Ja, das ist meine, stammelte ich, während ich zwischen Wut und Erleichterung wankte. Ilya lächelte und fragte: Darf ich sie noch ein bisschen streicheln? Elisabeth stand plötzlich im Türrahmen, ihr Blick erstarrte, dann löste sich ein leichtes Lächeln. Du darfst, sagte sie leise, aber nur, wenn du ihr keinen Ärger machst.
Von diesem Moment an änderte sich alles. Ilya ließ Luna nicht mehr los, fütterte sie, spielte mit ihr und zeichnete sogar ein Bild von ihr mit Buntstiften. Sein Handy blieb liegen, er erzählte seiner Großmutter von der Schule, von Freunden und davon, dass er eines Tages selbst einen Kater haben wolle. Elisabeth schaute ihn dabei an und zum ersten Mal in vielen Jahren erhellte ein warmer Glanz ihre Augen.
Einige Tage später trat sie zu mir und sagte sanft: Lass die Katze bleiben. Sie bringt wenigstens ein bisschen Freude in dieses Haus. Eine Träne rollte über ihre Wange, und ich spürte, wie das Herz der beiden alten Frauen Elisabeth und ich ein wenig leichter wurde.
Drei Monate vergingen. Ilya rief jeden Abend an, nicht die Eltern, sondern seine Großmutter, und fragte nach Luna. Oft musste Elisabeth kämpfen, die Katze im Bildschirmschlag zu finden, und fluchte über das unzuverlässige Gerät: Diese verdammte Technik!. Doch Luna reagierte jedes Mal, wenn sie Ilya hörte, und kam zum Bildschirm, um zu miauen.
Im Frühling kam Ilya erneut, diesmal mit einem großen Rucksack voller Geschenke: Futter für Luna, ein neues Halsband mit Glöckchen und ein kuscheliges Lieblingskörbchen. Oma, ich habe alles selbst gekauft!, rief er stolz. Elisabeth strahlte: Du bist ein richtiger Kerl.

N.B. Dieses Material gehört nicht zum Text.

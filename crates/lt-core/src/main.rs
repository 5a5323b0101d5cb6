//! `lt` command-line entry point.
//!
//! Reads a JSON array of `{"type": ..., "timeMs": ...}` events, runs the
//! analysis pipeline, streams progress to stderr, and prints the result JSON
//! to stdout. Errors print as structured JSON on stderr with a stable exit
//! code.

use std::path::PathBuf;
use std::process::ExitCode;

use clap::{Parser, Subcommand};

use lt_common::{Error, StructuredError};
use lt_core::config::AnalysisOptions;
use lt_core::logging::{init_logging, LogConfig};
use lt_core::pipeline::Pipeline;
use lt_core::progress::{CancelToken, ProgressSink, ProgressUpdate};
use lt_core::stream::Event;

/// Process exit codes.
const EXIT_OK: u8 = 0;
const EXIT_FAILURE: u8 = 1;
const EXIT_BAD_INPUT: u8 = 2;
const EXIT_CANCELLED: u8 = 130;

#[derive(Parser)]
#[command(
    name = "lt",
    version,
    about = "life_trace: influence and rhythm analysis over typed life events"
)]
struct Cli {
    /// Log filter directive, e.g. "debug" or "lt_core=trace".
    #[arg(long, global = true)]
    log_filter: Option<String>,

    /// Emit stderr logs and progress as JSON lines.
    #[arg(long, global = true)]
    log_json: bool,

    #[command(subcommand)]
    command: Command,
}

#[derive(Subcommand)]
enum Command {
    /// Analyze an event file and print the result JSON to stdout.
    Analyze {
        /// Path to a JSON array of events.
        #[arg(long, short)]
        input: PathBuf,

        /// Number of exponential basis kernels.
        #[arg(long)]
        bases: Option<usize>,

        /// Maximum Adam iterations per target type.
        #[arg(long)]
        max_iter: Option<usize>,

        /// Adam learning rate.
        #[arg(long)]
        learning_rate: Option<f64>,

        /// L1 penalty on influence weights.
        #[arg(long)]
        lambda1: Option<f64>,

        /// L2 penalty on influence weights.
        #[arg(long)]
        lambda2: Option<f64>,

        /// Minimum total absolute weight for a reported edge.
        #[arg(long)]
        min_strength: Option<f64>,

        /// Maximum number of derived insights.
        #[arg(long)]
        max_insights: Option<usize>,

        /// Suppress progress lines on stderr.
        #[arg(long)]
        quiet: bool,

        /// Pretty-print the result JSON.
        #[arg(long)]
        pretty: bool,
    },
}

/// Prints progress updates to stderr as they arrive.
struct StderrProgress {
    jsonl: bool,
}

impl ProgressSink for StderrProgress {
    fn emit(&mut self, update: ProgressUpdate) {
        if self.jsonl {
            if let Ok(line) = serde_json::to_string(&update) {
                eprintln!("{line}");
            }
        } else {
            match &update.detail {
                Some(detail) => eprintln!("[{:>3.0}%] {} ({detail})", update.percent, update.stage),
                None => eprintln!("[{:>3.0}%] {}", update.percent, update.stage),
            }
        }
    }
}

fn main() -> ExitCode {
    let cli = Cli::parse();
    let json_flag = if cli.log_json { Some(true) } else { None };
    let log_config = LogConfig::from_env(cli.log_filter.clone(), json_flag);
    init_logging(&log_config);

    match cli.command {
        Command::Analyze {
            input,
            bases,
            max_iter,
            learning_rate,
            lambda1,
            lambda2,
            min_strength,
            max_insights,
            quiet,
            pretty,
        } => {
            let defaults = AnalysisOptions::default();
            let options = AnalysisOptions {
                num_bases: bases.unwrap_or(defaults.num_bases),
                max_iter: max_iter.unwrap_or(defaults.max_iter),
                learning_rate: learning_rate.unwrap_or(defaults.learning_rate),
                lambda1: lambda1.unwrap_or(defaults.lambda1),
                lambda2: lambda2.unwrap_or(defaults.lambda2),
                min_strength: min_strength.unwrap_or(defaults.min_strength),
                max_insights: max_insights.unwrap_or(defaults.max_insights),
            };
            match run_analyze(&input, options, quiet, log_config.json, pretty) {
                Ok(()) => ExitCode::from(EXIT_OK),
                Err(err) => {
                    eprintln!("{}", StructuredError::from(&err).to_json());
                    match err {
                        Error::InvalidOptions(_) | Error::InvalidEvents(_) | Error::Io(_) => {
                            ExitCode::from(EXIT_BAD_INPUT)
                        }
                        Error::Cancelled => ExitCode::from(EXIT_CANCELLED),
                        _ => ExitCode::from(EXIT_FAILURE),
                    }
                }
            }
        }
    }
}

fn run_analyze(
    input: &PathBuf,
    options: AnalysisOptions,
    quiet: bool,
    jsonl: bool,
    pretty: bool,
) -> lt_common::Result<()> {
    let payload = std::fs::read_to_string(input)?;
    let events: Vec<Event> = serde_json::from_str(&payload)
        .map_err(|e| Error::InvalidEvents(format!("{}: {e}", input.display())))?;
    tracing::info!(events = events.len(), input = %input.display(), "loaded events");

    let mut null_sink = lt_core::progress::NullSink;
    let mut stderr_sink = StderrProgress { jsonl };
    let sink: &mut dyn ProgressSink = if quiet { &mut null_sink } else { &mut stderr_sink };

    let result = Pipeline::new(options).run(&events, sink, &CancelToken::new())?;

    let json = if pretty {
        serde_json::to_string_pretty(&result)?
    } else {
        serde_json::to_string(&result)?
    };
    println!("{json}");
    Ok(())
}
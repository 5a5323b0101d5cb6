//! Time-rescaling goodness-of-fit diagnostics.
//!
//! Under a correctly specified model, the integrated intensity between
//! consecutive events of a type is i.i.d. Exponential(1) (the time-rescaling
//! theorem). For each fitted target we accumulate those masses with the same
//! recursive state as the likelihood pass, restricted to the observation
//! windows, and compare them against Exp(1) with a one-sample KS test.

use serde::{Deserialize, Serialize};

use lt_math::{ks_critical_value_05, ks_statistic_unit_exponential, safe_exp};

use crate::model::basis::MS_PER_HOUR;
use crate::model::features::baseline_features;
use crate::model::fit::{FullModelFit, MIN_TARGET_EVENTS};
use crate::model::likelihood::{linear_predictor, QUAD_POINTS_DIAG};
use crate::model::params::ModelParams;
use crate::model::state::RecursiveState;
use crate::stream::EventStream;
use crate::windows::ObservationWindow;

/// KS diagnostic for one event type.
#[derive(Debug, Clone, PartialEq, Serialize, Deserialize)]
#[serde(rename_all = "camelCase")]
pub struct DiagnosticResult {
    pub type_name: String,
    /// One-sample KS distance of the rescaled intervals from Exp(1).
    pub ks_statistic: f64,
    /// Whether the statistic clears the 5% critical value `1.36/sqrt(n)`.
    pub ks_passes_at_05: bool,
}

/// Run the time-rescaling diagnostic for every fitted target.
pub fn run_diagnostics(
    stream: &EventStream,
    windows: &[ObservationWindow],
    fit: &FullModelFit,
) -> Vec<DiagnosticResult> {
    fit.fits
        .keys()
        .map(|&target| diagnose_target(stream, windows, &fit.params, target))
        .collect()
}

fn diagnose_target(
    stream: &EventStream,
    windows: &[ObservationWindow],
    params: &ModelParams,
    target: usize,
) -> DiagnosticResult {
    let type_name = stream.type_names[target].clone();
    if stream.type_counts[target] < MIN_TARGET_EVENTS {
        return DiagnosticResult {
            type_name,
            ks_statistic: 1.0,
            ks_passes_at_05: false,
        };
    }

    let intervals = rescaled_intervals(stream, windows, params, target);
    if intervals.is_empty() {
        return DiagnosticResult {
            type_name,
            ks_statistic: 1.0,
            ks_passes_at_05: false,
        };
    }

    let ks_statistic = ks_statistic_unit_exponential(&intervals);
    DiagnosticResult {
        type_name,
        ks_statistic,
        ks_passes_at_05: ks_statistic < ks_critical_value_05(intervals.len()),
    }
}

/// Integrated intensities between consecutive target events.
///
/// Walks every event in time order so the recursive state sees all impulses,
/// and integrates the target intensity over the window-clipped timeline with
/// left-rectangle quadrature between breakpoints. The stretch before the
/// first target event and the censored tail after the last one are dropped.
fn rescaled_intervals(
    stream: &EventStream,
    windows: &[ObservationWindow],
    params: &ModelParams,
    target: usize,
) -> Vec<f64> {
    let n = stream.len();
    let mut state = RecursiveState::new(params.num_types, params.num_bases);
    let mut intervals = Vec::new();
    let mut mass = 0.0;
    let mut seen_target = false;
    let mut e = 0usize;

    for w in windows {
        let mut seg_start_ms = w.start_ms as f64;
        loop {
            let next_event_here = e < n && stream.times_ms[e] < w.end_ms;
            let seg_end_ms = if next_event_here {
                stream.times_ms[e] as f64
            } else {
                w.end_ms as f64
            };
            integrate_segment(
                params,
                target,
                &mut state,
                &mut mass,
                seg_start_ms,
                seg_end_ms,
            );
            if !next_event_here {
                break;
            }

            let t_ms = stream.times_ms[e];
            state.advance(t_ms as f64 / MS_PER_HOUR);
            let group_start = e;
            let mut group_end = e;
            while group_end < n && stream.times_ms[group_end] == t_ms {
                group_end += 1;
            }
            for i in group_start..group_end {
                if stream.type_idx[i] == target {
                    if seen_target {
                        intervals.push(mass);
                    }
                    mass = 0.0;
                    seen_target = true;
                }
            }
            for i in group_start..group_end {
                state.add_event(stream.type_idx[i]);
            }
            e = group_end;
            seg_start_ms = t_ms as f64;
        }
    }
    intervals
}

fn integrate_segment(
    params: &ModelParams,
    target: usize,
    state: &mut RecursiveState,
    mass: &mut f64,
    start_ms: f64,
    end_ms: f64,
) {
    if end_ms <= start_ms {
        return;
    }
    let len_ms = end_ms - start_ms;
    let q = QUAD_POINTS_DIAG;
    let dt_hours = len_ms / MS_PER_HOUR / q as f64;
    for j in 0..q {
        let tick_ms = start_ms + len_ms * j as f64 / q as f64;
        state.advance(tick_ms / MS_PER_HOUR);
        let feats = baseline_features(tick_ms);
        let lambda = safe_exp(linear_predictor(params, target, &feats, state));
        *mass += lambda * dt_hours;
    }
}
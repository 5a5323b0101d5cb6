//! Benchmark of the single-pass likelihood/gradient evaluation.

use criterion::{criterion_group, criterion_main, Criterion};

use lt_core::config::AnalysisOptions;
use lt_core::model::fit::fit_all;
use lt_core::model::likelihood::{target_log_likelihood, QUAD_POINTS_FIT};
use lt_core::model::params::ModelParams;
use lt_core::stream::EventStream;
use lt_core::test_utils::{events_named, poisson_times_ms, XorShift64};
use lt_core::windows::ObservationWindow;

const HOUR_MS: i64 = 3_600_000;

fn synthetic_stream(span_hours: i64) -> (EventStream, Vec<ObservationWindow>) {
    let windows = vec![ObservationWindow {
        start_ms: 0,
        end_ms: span_hours * HOUR_MS,
    }];
    let mut rng = XorShift64::new(17);
    let a = poisson_times_ms(&mut rng, 0.5, 0, span_hours * HOUR_MS);
    let b = poisson_times_ms(&mut rng, 0.5, 0, span_hours * HOUR_MS);
    let mut events = events_named("a", &a);
    events.extend(events_named("b", &b));
    (EventStream::build(&events, &windows), windows)
}

fn bench_likelihood(c: &mut Criterion) {
    let (stream, windows) = synthetic_stream(1000);
    let params = ModelParams::init_from_data(&stream, 1000.0, 6);

    c.bench_function("likelihood/one_pass_1kh", |b| {
        b.iter(|| target_log_likelihood(&stream, &windows, &params, 0, 0.01, 0.001, QUAD_POINTS_FIT))
    });
}

fn bench_fit(c: &mut Criterion) {
    let (stream, windows) = synthetic_stream(500);
    let options = AnalysisOptions {
        max_iter: 10,
        ..Default::default()
    };

    c.bench_function("fit/two_targets_10_iters", |b| {
        b.iter(|| fit_all(&stream, &windows, &options, |_, _, _| true).expect("fit"))
    });
}

criterion_group!(benches, bench_likelihood, bench_fit);
criterion_main!(benches);
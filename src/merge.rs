//! Iterative pairwise merging of overlapping CNV calls.
//!
//! The engine works in rounds over an [`IntervalPool`]. In each round every active
//! interval is compared with the active intervals that existed when the round
//! started and have a larger id; the first overlapping partner is merged with it
//! right away. Intervals created during a round only become candidates in the next
//! one. Rounds repeat until one of them produces no merge.

use crate::bed::{interval_from_fields, ParseErr};
use crate::interval::{CnvInterval, Source, SourceMask};
use crate::overlap::{overlaps, DEFAULT_OVERLAP_RATE};
use crate::pool::IntervalPool;
use coitrees::{BasicCOITree, Interval, IntervalTree};
use log::{debug, info};
use rayon::prelude::*;
use rustc_hash::FxHashMap;
use std::io;
use std::str::FromStr;

/// How each round searches for overlapping partners
#[derive(Default, PartialEq, Eq, Clone, Copy, Debug)]
pub enum ScanStrategy {
    /// Compare every candidate pair in id order
    Linear,
    /// Query per-chromosome interval trees built at the start of each round
    #[default]
    Indexed,
}

impl FromStr for ScanStrategy {
    type Err = String;

    fn from_str(s: &str) -> Result<Self, Self::Err> {
        match s.to_ascii_lowercase().as_str() {
            "linear" => Ok(ScanStrategy::Linear),
            "indexed" => Ok(ScanStrategy::Indexed),
            _ => Err(format!(
                "Unknown scan strategy '{}', expected 'linear' or 'indexed'",
                s
            )),
        }
    }
}

/// Parameters of a merge run
#[derive(Debug, Clone, PartialEq)]
pub struct MergeConfig {
    /// Minimum shared fraction of either interval's length, in (0, 1]
    pub threshold: f64,
    /// Mask assigned to raw calls of each source, indexed by [`Source::index`]
    pub source_masks: [SourceMask; 3],
    pub strategy: ScanStrategy,
}

impl Default for MergeConfig {
    fn default() -> Self {
        Self {
            threshold: DEFAULT_OVERLAP_RATE,
            source_masks: [SourceMask::PROBAND, SourceMask::FATHER, SourceMask::MOTHER],
            strategy: ScanStrategy::default(),
        }
    }
}

impl MergeConfig {
    pub fn with_threshold(mut self, threshold: f64) -> Self {
        self.threshold = threshold;
        self
    }

    pub fn with_strategy(mut self, strategy: ScanStrategy) -> Self {
        self.strategy = strategy;
        self
    }

    pub fn mask_for(&self, source: Source) -> SourceMask {
        self.source_masks[source.index()]
    }

    pub fn validate(&self) -> io::Result<()> {
        if !(self.threshold > 0.0 && self.threshold <= 1.0) {
            return Err(io::Error::new(
                io::ErrorKind::InvalidInput,
                format!(
                    "Overlap rate must be in (0, 1], got {}",
                    self.threshold
                ),
            ));
        }

        let mut seen = SourceMask::default();
        for source in Source::ALL {
            let mask = self.mask_for(source);
            if mask.bits() == 0 || !SourceMask::ALL.contains(mask) {
                return Err(io::Error::new(
                    io::ErrorKind::InvalidInput,
                    format!("Invalid source mask {:#b} for {}", mask.bits(), source),
                ));
            }
            if seen.intersects(mask) {
                return Err(io::Error::new(
                    io::ErrorKind::InvalidInput,
                    format!("Source mask {} for {} overlaps another source", mask, source),
                ));
            }
            seen |= mask;
        }
        Ok(())
    }
}

/// Summary of a merge run
#[derive(Debug, Default, Clone, Copy, PartialEq, Eq)]
pub struct MergeStats {
    /// Rounds scanned, including the final unproductive one
    pub rounds: usize,
    pub merges: usize,
    pub raw_count: usize,
    pub active_count: usize,
}

pub struct MergeEngine {
    config: MergeConfig,
}

type ChromTrees = FxHashMap<String, BasicCOITree<usize, u32>>;

impl MergeEngine {
    pub fn new(config: MergeConfig) -> io::Result<Self> {
        config.validate()?;
        Ok(Self { config })
    }

    pub fn config(&self) -> &MergeConfig {
        &self.config
    }

    /// Merge the pool to a fixpoint, where no two active intervals overlap
    pub fn run(&self, pool: &mut IntervalPool) -> MergeStats {
        let mut stats = MergeStats {
            raw_count: pool.len(),
            ..Default::default()
        };

        // Intervals below `scanned` were already compared with each other in an
        // earlier round, so only pairs involving newer ids need a look.
        let mut scanned = 0;
        loop {
            let boundary = pool.len();
            stats.rounds += 1;
            debug!(
                "Round {}: candidates {}..{} ({} active)",
                stats.rounds,
                scanned,
                boundary,
                pool.active_count()
            );

            let merges = match self.config.strategy {
                ScanStrategy::Linear => self.linear_round(pool, scanned, boundary),
                ScanStrategy::Indexed => self.indexed_round(pool, scanned, boundary),
            };
            stats.merges += merges;
            scanned = boundary;

            if merges == 0 {
                break;
            }
            debug!("Round {} merged {} pairs", stats.rounds, merges);
        }

        stats.active_count = pool.active_count();
        info!(
            "Merged {} raw intervals into {} active intervals ({} merges in {} rounds)",
            stats.raw_count, stats.active_count, stats.merges, stats.rounds
        );
        stats
    }

    fn linear_round(&self, pool: &mut IntervalPool, scanned: usize, boundary: usize) -> usize {
        let mut merges = 0;
        for i in 0..boundary {
            let partner = {
                let intervals = pool.as_slice();
                let a = &intervals[i];
                if a.is_retired() {
                    continue;
                }
                ((i + 1).max(scanned)..boundary).find(|&j| {
                    let b = &intervals[j];
                    !b.is_retired() && overlaps(a, b, self.config.threshold)
                })
            };

            if let Some(j) = partner {
                merge_pair(pool, i, j);
                merges += 1;
            }
        }
        merges
    }

    fn indexed_round(&self, pool: &mut IntervalPool, scanned: usize, boundary: usize) -> usize {
        let trees = build_trees(&pool.as_slice()[scanned..boundary]);
        let mut merges = 0;
        let mut hits = Vec::new();

        for i in 0..boundary {
            let partner = {
                let intervals = pool.as_slice();
                let a = &intervals[i];
                if a.is_retired() || a.is_empty() {
                    continue;
                }
                let Some(tree) = trees.get(a.chromosome()) else {
                    continue;
                };

                hits.clear();
                tree.query(a.start(), a.end() - 1, |node| {
                    let id: usize = node.metadata.clone();
                    if id > i {
                        hits.push(id);
                    }
                });
                hits.sort_unstable();
                hits.iter().copied().find(|&j| {
                    let b = &intervals[j];
                    !b.is_retired() && overlaps(a, b, self.config.threshold)
                })
            };

            if let Some(j) = partner {
                merge_pair(pool, i, j);
                merges += 1;
            }
        }
        merges
    }
}

/// Build one tree per chromosome over the active, non-empty candidates.
/// Tree intervals are end-inclusive, so `[start, end)` is stored as `start..=end-1`.
fn build_trees(candidates: &[CnvInterval]) -> ChromTrees {
    let mut by_chrom: FxHashMap<String, Vec<Interval<usize>>> = FxHashMap::default();
    for interval in candidates {
        if interval.is_retired() || interval.is_empty() {
            continue;
        }
        by_chrom
            .entry(interval.chromosome().to_string())
            .or_default()
            .push(Interval::new(interval.start(), interval.end() - 1, interval.id()));
    }

    by_chrom
        .into_par_iter()
        .map(|(chrom, nodes)| (chrom, BasicCOITree::new(nodes.as_slice())))
        .collect()
}

/// Replace `a` and `b` with the interval covering both
fn merge_pair(pool: &mut IntervalPool, a: usize, b: usize) -> usize {
    let merged = {
        let intervals = pool.as_slice();
        CnvInterval::merged(&intervals[a], &intervals[b])
    };
    let id = pool.append(merged);
    pool.retire_into(a, id);
    pool.retire_into(b, id);
    id
}

/// Tag the rows of each source with its mask, in proband, father, mother order,
/// and merge them to a fixpoint.
pub fn merge_trio<R: AsRef<str>>(
    config: &MergeConfig,
    proband: &[Vec<R>],
    father: &[Vec<R>],
    mother: &[Vec<R>],
) -> io::Result<(IntervalPool, MergeStats)> {
    let engine = MergeEngine::new(config.clone())?;

    let mut pool = IntervalPool::with_capacity(2 * (proband.len() + father.len() + mother.len()));
    for (source, rows) in Source::ALL.into_iter().zip([proband, father, mother]) {
        let mask = config.mask_for(source);
        for row in rows {
            let fields: Vec<&str> = row.iter().map(AsRef::as_ref).collect();
            let interval = interval_from_fields(&fields, mask).map_err(|e: ParseErr| {
                io::Error::new(
                    io::ErrorKind::InvalidData,
                    format!("Invalid {} row '{}': {}", source, fields.join("\t"), e),
                )
            })?;
            pool.append(interval);
        }
    }

    let stats = engine.run(&mut pool);
    Ok((pool, stats))
}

Die Wochen vergingen, Ilya spielte mit Luna im Hof, zeichnete, lachte und erzählte Geschichten. Bevor er abreiste, fragte er: Könnte ich im Sommer wieder kommen, für eine lange Zeit? Elisabeth umarmte ihn fest und flüsterte: Natürlich, mein Junge. In diesem Moment erkannte ich, dass das wahre Glück nicht in Stille und Ordnung lag, sondern in diesen kleinen Momenten des Lachens, in der Wärme einer Katze und im Klang kindlicher Stimme, die durch das alte Haus hallte.
Und so blieb Luna, die unscheinbare graue Katze, das Herzstück einer kleinen Gemeinschaft, die einst nur von Pflichten und Schweigen geprägt war. Ich danke ihr noch heute, wenn ich an jene langen Winter zurückdenke, die wir gemeinsam überstanden haben.